I force myself to relax by drawing a deep breath, the kind you take before you ditch your surfboard and dive under a massive, surging wave. ‘The world is destroyed. Everyone – everything – dies from a huge explosion.’
She probably thinks I don’t notice the extra blinks or the way her smile is held in place, like bookends at the end of her lips, but I do.
‘What exactly are you saying, Kirra?’
My throat is dry; the air feels stuffier than ever. ‘I think the world is going to end.’
The room is still. Uncomfortably still. Unnaturally still. And I’ve got fifty-one minutes to prove I’m not lying.
Furroway’s thin lips spasm. ‘You said, “I think the world is going to end.” What did you mean?’
Her ploy is obvious, a blind pimple could see it. She’s trying to trap me into talking more so she can twist my words, and prove I’m wrong. It’ll never work. Not when she’s emphasised ‘think’ that way. Like the wi-fi’s on but there’s no internet.
My diary proves my dreams come true. If I can make this know-it-all migalu believe me, there’s a small chance I could convince Nan as well.
I grab my dream diary from my bag and clutch it with both hands. ‘It’s all in here: three dreams, their dates and deliveries. It’s easier than explaining.’
After flicking to the page that proves my point, I pass my diary over. I’m exposed and alone, a joey thrown from its mother’s pouch.
The air-con rattles. Her office chair squeaks. Nothing can distract me from Furroway. She reads on in pokerfaced silence. I know exactly what she’s reading. Wrote it three days ago, when that dream woke me in a sweat-fest.
THREE DREAMS – DATES & DELIVERIES
1.Dream Date: 15 Nov. Dreamt Dad rings me to take me for a belated birthday brekkie. Pancakes. He works in the mines, never makes birthdays or Chrissy. Dad hasn’t taken me out for a meal, or eaten pancakes (that I know of), since Wuz’s funeral. He used to cook them for Wuz and me every Saturday.
Dream Delivery: 16 Nov. Woke from last night’s dream, rolled over to write it down, and there’s a text from Dad: he’s picking me up for brekkie at Pancakes in Palmy. We went. I drenched a fat stack of pancakes, fresh strawberries and coconut yogurt with maple syrup, but all I kept thinking was, Funny how silent meals are our new norm.
2.Dream Date: 11 March. Dreamt Mrs Drew screamed in pain. Then she stopped and the pain disappeared after she was stabbed in her left side.

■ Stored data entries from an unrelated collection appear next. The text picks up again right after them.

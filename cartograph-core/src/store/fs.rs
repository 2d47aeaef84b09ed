// Filesystem-backed graph store.
//
// Layout under the store root:
//   graph_v<N>.json        immutable archive of version N
//   knowledge_graph.json   copy of the highest version successfully written
//
// The archive is written before the current pointer, each via temp file and
// rename, so a crash never leaves a half-written artifact under a real name.

use std::io::Write as _;
use std::path::{Path, PathBuf};

use chrono::Utc;
use tokio::sync::Mutex;
use tracing::{debug, info};

use crate::error::StoreError;

use super::{GraphSnapshot, GraphStore};

pub const CURRENT_FILE: &str = "knowledge_graph.json";

pub fn archive_file_name(version: u64) -> String {
    format!("graph_v{version}.json")
}

/// Parse `graph_v<positive integer>.json`; anything else is not an archive.
pub fn parse_archive_file_name(name: &str) -> Option<u64> {
    let digits = name.strip_prefix("graph_v")?.strip_suffix(".json")?;
    if digits.is_empty() || digits.starts_with('0') || !digits.bytes().all(|b| b.is_ascii_digit())
    {
        return None;
    }
    digits.parse().ok()
}

#[derive(Debug)]
pub struct FsGraphStore {
    root: PathBuf,
    write_lock: Mutex<()>,
}

impl FsGraphStore {
    pub fn new(root: impl Into<PathBuf>) -> Self {
        Self {
            root: root.into(),
            write_lock: Mutex::new(()),
        }
    }

    pub fn root(&self) -> &Path {
        &self.root
    }
}

fn scan_versions(root: &Path) -> Result<Vec<u64>, StoreError> {
    let entries = match std::fs::read_dir(root) {
        Ok(entries) => entries,
        Err(e) if e.kind() == std::io::ErrorKind::NotFound => return Ok(Vec::new()),
        Err(e) => return Err(e.into()),
    };

    let mut versions = Vec::new();
    for entry in entries {
        let entry = entry?;
        if !entry.file_type()?.is_file() {
            continue;
        }
        let name = entry.file_name();
        match name.to_str().and_then(parse_archive_file_name) {
            Some(v) => versions.push(v),
            None => debug!(file = ?name, "Skipping non-archive file in graph store"),
        }
    }
    versions.sort_unstable();
    Ok(versions)
}

fn read_snapshot(path: &Path) -> Result<GraphSnapshot, StoreError> {
    let bytes = std::fs::read(path)?;
    serde_json::from_slice(&bytes).map_err(|e| StoreError::Corrupt {
        path: path.display().to_string(),
        message: e.to_string(),
    })
}

/// Next version number, stamped and written as archive then current pointer.
fn write_next_version(root: &Path, snapshot: &GraphSnapshot) -> Result<GraphSnapshot, StoreError> {
    std::fs::create_dir_all(root)?;
    let version = scan_versions(root)?.last().map_or(1, |v| v + 1);
    let mut stamped = snapshot.clone();
    stamped.version = version;
    stamped.timestamp = Utc::now();
    let bytes = serde_json::to_vec_pretty(&stamped)?;

    write_atomic(&root.join(archive_file_name(version)), &bytes)?;
    write_atomic(&root.join(CURRENT_FILE), &bytes)?;
    Ok(stamped)
}

/// Run filesystem work off the async executor.
async fn blocking<T, F>(f: F) -> Result<T, StoreError>
where
    T: Send + 'static,
    F: FnOnce() -> Result<T, StoreError> + Send + 'static,
{
    tokio::task::spawn_blocking(f)
        .await
        .map_err(|e| StoreError::Io(std::io::Error::other(e)))?
}

#[async_trait::async_trait]
impl GraphStore for FsGraphStore {
    async fn save(&self, snapshot: &GraphSnapshot) -> crate::error::Result<u64> {
        let _guard = self.write_lock.lock().await;
        let root = self.root.clone();
        let snapshot = snapshot.clone();
        let stamped = blocking(move || write_next_version(&root, &snapshot)).await?;

        info!(
            version = stamped.version,
            nodes = stamped.nodes.len(),
            edges = stamped.edges.len(),
            root = %self.root.display(),
            "Saved knowledge graph snapshot"
        );
        Ok(stamped.version)
    }

    async fn load(&self) -> crate::error::Result<Option<GraphSnapshot>> {
        let path = self.root.join(CURRENT_FILE);
        let snapshot = blocking(move || {
            if !path.exists() {
                return Ok(None);
            }
            read_snapshot(&path).map(Some)
        })
        .await?;
        Ok(snapshot)
    }

    async fn load_version(&self, version: u64) -> crate::error::Result<GraphSnapshot> {
        let path = self.root.join(archive_file_name(version));
        let snapshot = blocking(move || {
            if !path.is_file() {
                return Err(StoreError::VersionNotFound(version));
            }
            read_snapshot(&path)
        })
        .await?;
        Ok(snapshot)
    }

    async fn versions(&self) -> crate::error::Result<Vec<u64>> {
        let root = self.root.clone();
        Ok(blocking(move || scan_versions(&root)).await?)
    }
}

/// Write `bytes` to `path` through a sibling temp file and rename.
pub(crate) fn write_atomic(path: &Path, bytes: &[u8]) -> Result<(), StoreError> {
    let dir = path.parent().unwrap_or_else(|| Path::new("."));
    let name = path
        .file_name()
        .map(|n| n.to_string_lossy().into_owned())
        .unwrap_or_default();
    let tmp = dir.join(format!(".{name}.{}.tmp", uuid::Uuid::new_v4().simple()));

    if let Err(e) = write_then_rename(&tmp, path, bytes) {
        let _ = std::fs::remove_file(&tmp);
        return Err(StoreError::Io(e));
    }
    Ok(())
}

fn write_then_rename(tmp: &Path, path: &Path, bytes: &[u8]) -> std::io::Result<()> {
    let mut file = std::fs::File::create(tmp)?;
    file.write_all(bytes)?;
    file.sync_all()?;
    std::fs::rename(tmp, path)
}

// ── Tests ───────────────────────────────────────────────────────────

#[cfg(test)]
mod tests {
    use super::*;
    use crate::error::CartographError;
    use cartograph_graph::{KnowledgeGraph, KnowledgeGraphNode, NodeType};
    use proptest::prelude::*;

    fn snapshot(ids: &[(&str, &[&str])]) -> GraphSnapshot {
        GraphSnapshot::from_graph(KnowledgeGraph::from_nodes(
            ids.iter()
                .map(|(id, deps)| {
                    KnowledgeGraphNode::new(*id, NodeType::Module).with_dependencies(deps.iter().copied())
                })
                .collect(),
        ))
    }

    #[test]
    fn archive_name_parsing_is_strict() {
        assert_eq!(parse_archive_file_name("graph_v1.json"), Some(1));
        assert_eq!(parse_archive_file_name("graph_v42.json"), Some(42));
        for bad in [
            "graph_v0.json",
            "graph_v01.json",
            "graph_v.json",
            "graph_vx.json",
            "graph_v-3.json",
            "graph_v3.json.bak",
            "graph_v+3.json",
            "knowledge_graph.json",
            "graph_v99999999999999999999999.json",
        ] {
            assert_eq!(parse_archive_file_name(bad), None, "{bad}");
        }
    }

    #[tokio::test]
    async fn empty_store_has_no_current_or_versions() {
        let dir = tempfile::tempdir().unwrap();
        let store = FsGraphStore::new(dir.path().join("missing"));
        assert!(store.load().await.unwrap().is_none());
        assert!(store.versions().await.unwrap().is_empty());
    }

    #[tokio::test]
    async fn load_after_save_matches_except_stamp() {
        let dir = tempfile::tempdir().unwrap();
        let store = FsGraphStore::new(dir.path());
        let snap = snapshot(&[("api", &["db"]), ("db", &[])])
            .with_metadata("source", serde_json::json!("test"));

        let version = store.save(&snap).await.unwrap();
        assert_eq!(version, 1);

        let loaded = store.load().await.unwrap().unwrap();
        assert_eq!(loaded.version, 1);
        assert!(loaded.same_content(&snap));
        assert_eq!(store.load_version(1).await.unwrap(), loaded);
    }

    #[tokio::test]
    async fn sequential_saves_number_from_one() {
        let dir = tempfile::tempdir().unwrap();
        let store = FsGraphStore::new(dir.path());
        let mut got = Vec::new();
        for i in 0..4 {
            let id = format!("n{i}");
            got.push(store.save(&snapshot(&[(id.as_str(), &[])])).await.unwrap());
        }
        assert_eq!(got, vec![1, 2, 3, 4]);
        assert_eq!(store.versions().await.unwrap(), vec![1, 2, 3, 4]);
        assert_eq!(store.load().await.unwrap().unwrap().version, 4);
    }

    #[tokio::test]
    async fn version_scan_skips_foreign_files() {
        let dir = tempfile::tempdir().unwrap();
        for junk in ["graph_vX.json", "graph_v0.json", "notes.txt", "graph_v7.json.bak"] {
            std::fs::write(dir.path().join(junk), "{}").unwrap();
        }
        let store = FsGraphStore::new(dir.path());
        assert!(store.versions().await.unwrap().is_empty());
        assert_eq!(store.save(&snapshot(&[])).await.unwrap(), 1);
    }

    #[tokio::test]
    async fn diff_same_version_is_empty() {
        let dir = tempfile::tempdir().unwrap();
        let store = FsGraphStore::new(dir.path());
        let v = store.save(&snapshot(&[("a", &["b"]), ("b", &[])])).await.unwrap();
        let delta = store.diff(v, v).await.unwrap();
        assert!(delta.is_empty());
        assert_eq!(delta.total_changes, 0);
    }

    #[tokio::test]
    async fn diff_reports_changes_between_versions() {
        let dir = tempfile::tempdir().unwrap();
        let store = FsGraphStore::new(dir.path());
        let v1 = store
            .save(&snapshot(&[("a", &[]), ("b", &[]), ("c", &[])]))
            .await
            .unwrap();
        let v2 = store
            .save(&snapshot(&[("a", &[]), ("c", &["a"]), ("d", &[])]))
            .await
            .unwrap();

        let delta = store.diff(v1, v2).await.unwrap();
        assert_eq!(delta.added_ids(), vec!["d"]);
        assert_eq!(delta.removed_ids(), vec!["b"]);
        // `a` gains a dependent and `c` gains a dependency.
        assert_eq!(delta.modified_ids(), vec!["a", "c"]);
        assert_eq!(delta.total_changes, 4);
        assert_eq!((delta.from_version, delta.to_version), (1, 2));
    }

    #[tokio::test]
    async fn diff_with_missing_version_fails() {
        let dir = tempfile::tempdir().unwrap();
        let store = FsGraphStore::new(dir.path());
        store.save(&snapshot(&[])).await.unwrap();
        let err = store.diff(1, 9).await.unwrap_err();
        assert!(matches!(
            err,
            CartographError::Store(StoreError::VersionNotFound(9))
        ));
    }

    #[tokio::test]
    async fn corrupt_current_is_reported() {
        let dir = tempfile::tempdir().unwrap();
        std::fs::write(dir.path().join(CURRENT_FILE), "{ nope").unwrap();
        let store = FsGraphStore::new(dir.path());
        assert!(matches!(
            store.load().await.unwrap_err(),
            CartographError::Store(StoreError::Corrupt { .. })
        ));
    }

    #[cfg(unix)]
    #[tokio::test]
    async fn failed_archive_write_consumes_no_version() {
        let dir = tempfile::tempdir().unwrap();
        // A directory squatting on the archive name makes the rename fail.
        std::fs::create_dir(dir.path().join(archive_file_name(1))).unwrap();
        let store = FsGraphStore::new(dir.path());

        assert!(store.save(&snapshot(&[("a", &[])])).await.is_err());
        assert!(store.load().await.unwrap().is_none());
        assert!(store.versions().await.unwrap().is_empty());

        std::fs::remove_dir(dir.path().join(archive_file_name(1))).unwrap();
        assert_eq!(store.save(&snapshot(&[("a", &[])])).await.unwrap(), 1);

        // No temp files left behind.
        let leftovers: Vec<_> = std::fs::read_dir(dir.path())
            .unwrap()
            .filter_map(Result::ok)
            .filter(|e| e.file_name().to_string_lossy().ends_with(".tmp"))
            .collect();
        assert!(leftovers.is_empty());
    }

    #[tokio::test(flavor = "multi_thread", worker_threads = 4)]
    async fn concurrent_saves_get_distinct_versions() {
        let dir = tempfile::tempdir().unwrap();
        let store = std::sync::Arc::new(FsGraphStore::new(dir.path()));

        let mut handles = Vec::new();
        for i in 0..8 {
            let store = store.clone();
            handles.push(tokio::spawn(async move {
                let id = format!("node{i}");
                store.save(&snapshot(&[(id.as_str(), &[])])).await.unwrap()
            }));
        }
        let mut versions = Vec::new();
        for handle in handles {
            versions.push(handle.await.unwrap());
        }
        versions.sort_unstable();
        assert_eq!(versions, (1..=8).collect::<Vec<u64>>());
        assert_eq!(store.versions().await.unwrap(), versions);
        assert_eq!(store.load().await.unwrap().unwrap().version, 8);
    }

    fn arb_ids() -> impl Strategy<Value = Vec<String>> {
        proptest::collection::btree_set("[a-e]", 0..5).prop_map(|s| s.into_iter().collect())
    }

    proptest! {
        #![proptest_config(ProptestConfig::with_cases(24))]

        #[test]
        fn stored_diffs_are_antisymmetric(a in arb_ids(), b in arb_ids()) {
            let rt = tokio::runtime::Runtime::new().unwrap();
            rt.block_on(async {
                let dir = tempfile::tempdir().unwrap();
                let store = FsGraphStore::new(dir.path());
                let to_snapshot = |ids: &[String]| GraphSnapshot::from_graph(KnowledgeGraph::from_nodes(
                    ids.iter().map(|id| KnowledgeGraphNode::new(id.clone(), NodeType::Module)).collect(),
                ));
                let va = store.save(&to_snapshot(&a)).await.unwrap();
                let vb = store.save(&to_snapshot(&b)).await.unwrap();
                prop_assert_eq!((va, vb), (1, 2));

                let ab = store.diff(va, vb).await.unwrap();
                let ba = store.diff(vb, va).await.unwrap();
                prop_assert_eq!(ab.added_ids(), ba.removed_ids());
                prop_assert_eq!(ab.removed_ids(), ba.added_ids());
                Ok(())
            })?;
        }
    }
}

Dream Delivery: 11 March (found out later when we had an art sub teacher because Mrs Drew was in hospital). Mrs Drew had her appendix removed that same night I had the dream. THE SAME NIGHT!
3.Dream Date: 13 April. Dreamt a flash red car drove up on the curb and hit Mel while she was waiting (with her surfboard under her arm) for the little green dude to light up so she could cross the Gold Coast Highway and go for a surf. Woke up, wrote it down.
Dream Delivery: 15 April. Met Mel for a surf two days later, and saw it playing out in real time like I’d dreamt. Except I pulled her away from the curb, and the reckless driver in the red convertible just missed us.
Finally, finally Furroway peers over her narrow frames. My mind’s racing with a million ways we can dissect this: the dreams are getting more serious, even dangerous. The delivery date is soon after I dream them. We’ll need to move quick if we want to save millions of lives, ’cos three days ago, I had the ‘Jellurgal Point world-ending’ dream, which means it could happen soon.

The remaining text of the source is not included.